▶ **What to work on**: Which lines run from the start of the data below to the line containing "types between calls."? Set them down exactly, with none added.

▶ **Task inputs**:

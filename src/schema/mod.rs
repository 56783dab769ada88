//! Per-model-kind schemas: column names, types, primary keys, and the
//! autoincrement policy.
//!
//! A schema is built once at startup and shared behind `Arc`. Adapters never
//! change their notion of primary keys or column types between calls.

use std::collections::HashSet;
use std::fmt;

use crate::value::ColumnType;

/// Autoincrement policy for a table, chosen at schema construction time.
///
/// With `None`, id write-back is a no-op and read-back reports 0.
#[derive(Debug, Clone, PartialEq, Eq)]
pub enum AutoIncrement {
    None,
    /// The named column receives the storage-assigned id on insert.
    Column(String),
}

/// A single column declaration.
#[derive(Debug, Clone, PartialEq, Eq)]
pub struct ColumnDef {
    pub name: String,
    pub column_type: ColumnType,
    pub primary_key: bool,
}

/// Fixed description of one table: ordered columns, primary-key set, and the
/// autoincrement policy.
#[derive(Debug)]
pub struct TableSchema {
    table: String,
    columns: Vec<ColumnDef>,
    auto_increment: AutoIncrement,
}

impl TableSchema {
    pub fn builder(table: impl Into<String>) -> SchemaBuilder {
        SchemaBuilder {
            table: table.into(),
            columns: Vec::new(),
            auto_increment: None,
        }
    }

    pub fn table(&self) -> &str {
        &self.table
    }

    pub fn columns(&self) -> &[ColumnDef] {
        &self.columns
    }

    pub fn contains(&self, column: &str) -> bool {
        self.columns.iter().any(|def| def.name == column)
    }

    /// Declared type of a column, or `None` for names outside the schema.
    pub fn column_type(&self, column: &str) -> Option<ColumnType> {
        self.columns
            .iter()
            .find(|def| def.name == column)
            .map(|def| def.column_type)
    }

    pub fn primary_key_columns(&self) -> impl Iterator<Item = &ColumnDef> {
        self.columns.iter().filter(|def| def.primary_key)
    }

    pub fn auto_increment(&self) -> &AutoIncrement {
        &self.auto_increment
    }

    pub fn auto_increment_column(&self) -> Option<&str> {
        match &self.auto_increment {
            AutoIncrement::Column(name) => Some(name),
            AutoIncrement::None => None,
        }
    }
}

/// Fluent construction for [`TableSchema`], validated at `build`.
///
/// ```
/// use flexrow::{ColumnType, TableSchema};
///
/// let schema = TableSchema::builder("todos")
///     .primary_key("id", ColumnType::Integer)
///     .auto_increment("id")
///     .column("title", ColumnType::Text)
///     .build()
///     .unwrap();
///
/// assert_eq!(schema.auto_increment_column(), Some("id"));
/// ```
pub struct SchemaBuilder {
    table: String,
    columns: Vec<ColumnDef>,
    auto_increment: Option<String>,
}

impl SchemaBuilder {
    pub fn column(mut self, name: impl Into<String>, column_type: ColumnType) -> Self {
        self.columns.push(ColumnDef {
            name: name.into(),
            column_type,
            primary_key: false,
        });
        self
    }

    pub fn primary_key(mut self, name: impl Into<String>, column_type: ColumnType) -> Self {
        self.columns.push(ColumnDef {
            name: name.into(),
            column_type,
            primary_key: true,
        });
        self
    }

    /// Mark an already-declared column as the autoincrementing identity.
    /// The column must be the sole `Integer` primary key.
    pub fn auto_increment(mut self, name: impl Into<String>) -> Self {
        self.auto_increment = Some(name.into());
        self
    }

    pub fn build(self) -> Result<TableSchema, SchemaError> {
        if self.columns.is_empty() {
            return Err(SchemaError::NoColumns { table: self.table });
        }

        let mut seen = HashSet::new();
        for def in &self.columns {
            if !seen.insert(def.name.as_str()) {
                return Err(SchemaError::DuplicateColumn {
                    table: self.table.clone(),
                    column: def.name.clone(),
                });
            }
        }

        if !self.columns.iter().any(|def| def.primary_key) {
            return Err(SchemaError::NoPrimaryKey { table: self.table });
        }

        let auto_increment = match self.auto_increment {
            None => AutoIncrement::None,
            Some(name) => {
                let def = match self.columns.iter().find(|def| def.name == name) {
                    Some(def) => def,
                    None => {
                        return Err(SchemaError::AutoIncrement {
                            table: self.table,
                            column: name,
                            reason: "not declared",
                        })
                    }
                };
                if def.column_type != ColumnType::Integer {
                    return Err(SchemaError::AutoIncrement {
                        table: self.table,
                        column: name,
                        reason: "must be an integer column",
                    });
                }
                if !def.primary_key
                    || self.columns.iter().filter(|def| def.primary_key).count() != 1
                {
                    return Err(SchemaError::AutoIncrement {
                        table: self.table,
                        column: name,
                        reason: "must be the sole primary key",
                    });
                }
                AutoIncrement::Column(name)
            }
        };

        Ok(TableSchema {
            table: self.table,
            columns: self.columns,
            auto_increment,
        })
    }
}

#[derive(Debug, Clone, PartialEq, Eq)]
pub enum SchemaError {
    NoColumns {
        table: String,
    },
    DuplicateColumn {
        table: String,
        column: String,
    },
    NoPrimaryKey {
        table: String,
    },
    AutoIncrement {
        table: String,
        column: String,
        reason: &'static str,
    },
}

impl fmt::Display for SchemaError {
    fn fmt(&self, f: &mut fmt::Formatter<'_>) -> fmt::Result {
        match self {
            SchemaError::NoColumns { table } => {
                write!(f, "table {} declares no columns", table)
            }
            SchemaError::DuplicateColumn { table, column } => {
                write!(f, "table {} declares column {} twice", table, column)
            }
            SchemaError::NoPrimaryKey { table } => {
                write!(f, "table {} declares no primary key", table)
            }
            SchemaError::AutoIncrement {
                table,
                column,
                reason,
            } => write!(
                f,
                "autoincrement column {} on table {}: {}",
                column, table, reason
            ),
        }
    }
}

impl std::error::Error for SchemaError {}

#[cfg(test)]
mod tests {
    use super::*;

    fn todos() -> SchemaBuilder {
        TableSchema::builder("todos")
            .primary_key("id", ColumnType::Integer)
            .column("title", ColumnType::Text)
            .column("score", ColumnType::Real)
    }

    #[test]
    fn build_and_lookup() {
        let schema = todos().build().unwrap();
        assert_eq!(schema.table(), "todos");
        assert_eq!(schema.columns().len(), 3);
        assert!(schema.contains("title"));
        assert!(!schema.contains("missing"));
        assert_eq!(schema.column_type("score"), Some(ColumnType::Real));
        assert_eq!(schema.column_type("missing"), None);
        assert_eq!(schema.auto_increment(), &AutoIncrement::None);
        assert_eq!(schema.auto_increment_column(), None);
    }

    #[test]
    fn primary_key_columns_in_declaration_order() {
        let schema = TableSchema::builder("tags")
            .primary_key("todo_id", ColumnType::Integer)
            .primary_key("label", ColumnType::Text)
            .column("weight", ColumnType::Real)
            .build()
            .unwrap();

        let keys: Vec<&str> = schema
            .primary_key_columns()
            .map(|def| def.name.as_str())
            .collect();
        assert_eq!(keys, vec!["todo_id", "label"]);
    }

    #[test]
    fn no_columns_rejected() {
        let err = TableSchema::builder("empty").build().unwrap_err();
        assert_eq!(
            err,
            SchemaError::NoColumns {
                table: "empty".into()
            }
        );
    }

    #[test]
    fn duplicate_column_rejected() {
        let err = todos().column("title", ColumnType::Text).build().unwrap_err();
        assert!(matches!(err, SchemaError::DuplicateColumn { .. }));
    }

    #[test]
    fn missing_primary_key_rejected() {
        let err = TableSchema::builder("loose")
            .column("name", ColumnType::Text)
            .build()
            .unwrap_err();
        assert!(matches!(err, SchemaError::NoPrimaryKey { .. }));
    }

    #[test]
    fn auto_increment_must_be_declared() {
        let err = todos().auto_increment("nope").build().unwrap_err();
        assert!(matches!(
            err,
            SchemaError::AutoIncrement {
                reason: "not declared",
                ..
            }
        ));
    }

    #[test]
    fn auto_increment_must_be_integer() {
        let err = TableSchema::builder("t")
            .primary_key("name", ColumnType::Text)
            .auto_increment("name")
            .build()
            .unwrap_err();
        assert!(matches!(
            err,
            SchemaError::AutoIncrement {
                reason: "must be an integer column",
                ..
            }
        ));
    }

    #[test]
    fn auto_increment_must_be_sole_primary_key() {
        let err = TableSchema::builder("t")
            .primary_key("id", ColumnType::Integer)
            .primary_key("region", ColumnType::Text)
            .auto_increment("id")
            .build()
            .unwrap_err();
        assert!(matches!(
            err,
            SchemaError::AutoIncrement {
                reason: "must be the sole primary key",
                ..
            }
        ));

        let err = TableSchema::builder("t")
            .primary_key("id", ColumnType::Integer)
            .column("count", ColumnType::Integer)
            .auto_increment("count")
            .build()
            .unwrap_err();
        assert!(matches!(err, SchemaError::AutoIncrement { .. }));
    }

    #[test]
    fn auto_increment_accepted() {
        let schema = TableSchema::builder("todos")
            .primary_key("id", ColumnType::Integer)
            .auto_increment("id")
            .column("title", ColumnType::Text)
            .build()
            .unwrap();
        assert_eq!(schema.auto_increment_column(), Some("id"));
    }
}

▶ **Result**:
filename src/schema/mod.rs
repository 56783dab769ada88
//! Per-model-kind schemas: column names, types, primary keys, and the
//! autoincrement policy.
//!
//! A schema is built once at startup and shared behind `Arc`. Adapters never
//! change their notion of primary keys or column types between calls.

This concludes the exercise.